I learned quickly that the heart of the commercial construction industry is based on a tight-knit family approach to creating functional work spaces. The construction industry is full of people that love working together toward a common goal. The men and women that I work with are exceptional at what they do. Whether it’s bidding, estimating, preconstruction, field work or billing, everyone works as a team to make sure the job gets done. I’ve gotten to see up close and personal that they continue to better their community through the work that they provide. What I’ve taken away from working with this team is the importance of implementing efficient practices, having a helpful attitude, and investing in your employees.
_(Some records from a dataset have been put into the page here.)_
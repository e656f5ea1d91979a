//! Single-slot gravity mailbox
//!
//! The sensor callback posts, the tick reads. Only the newest sample is kept:
//! a post overwrites whatever was there, so there is never a backlog and an
//! older sample can never be read after a newer one was posted.
//!
//! Both components are packed into one `AtomicU64` so a read always sees an
//! x and y from the same sample.

use std::sync::atomic::{AtomicU64, Ordering};

use glam::Vec2;

use crate::is_finite_vec;

/// Bit pattern meaning "nothing posted yet" (both halves are NaN, which
/// `post` never stores)
const EMPTY: u64 = u64::MAX;

#[inline]
fn pack(v: Vec2) -> u64 {
    ((v.x.to_bits() as u64) << 32) | v.y.to_bits() as u64
}

#[inline]
fn unpack(bits: u64) -> Vec2 {
    Vec2::new(f32::from_bits((bits >> 32) as u32), f32::from_bits(bits as u32))
}

/// Last-value-wins slot for gravity samples
#[derive(Debug)]
pub struct GravityMailbox {
    slot: AtomicU64,
}

impl Default for GravityMailbox {
    fn default() -> Self {
        Self::new()
    }
}

impl GravityMailbox {
    pub fn new() -> Self {
        Self {
            slot: AtomicU64::new(EMPTY),
        }
    }

    /// Post a sample, replacing any unread one.
    ///
    /// Non-finite samples are sensor faults and are dropped; the previous
    /// value stays. Returns whether the sample was stored.
    pub fn post(&self, sample: Vec2) -> bool {
        if !is_finite_vec(sample) {
            log::debug!("Dropping invalid gravity sample {sample:?}");
            return false;
        }
        self.slot.store(pack(sample), Ordering::Release);
        true
    }

    /// Most recent valid sample, if any has been posted
    pub fn latest(&self) -> Option<Vec2> {
        match self.slot.load(Ordering::Acquire) {
            EMPTY => None,
            bits => Some(unpack(bits)),
        }
    }

    /// Forget the stored sample
    pub fn clear(&self) {
        self.slot.store(EMPTY, Ordering::Release);
    }
}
So why is an internship program important? I slowly have begun to realize that I can challenge “the way they’ve always done it,” and truly capitalize on the things I know best through my education at the University of North Carolina at Charlotte. Sometimes a fresh, new perspective is just what a business needs to push an idea out of the box. I found myself questioning a lot of the standard processes and offering fresh ideas. An outsider’s perspective can be invaluable to top managers. It’s also no secret that the next generation is typically more efficient with technology, and could be the gateway to improving your social media, website, or even computer programs.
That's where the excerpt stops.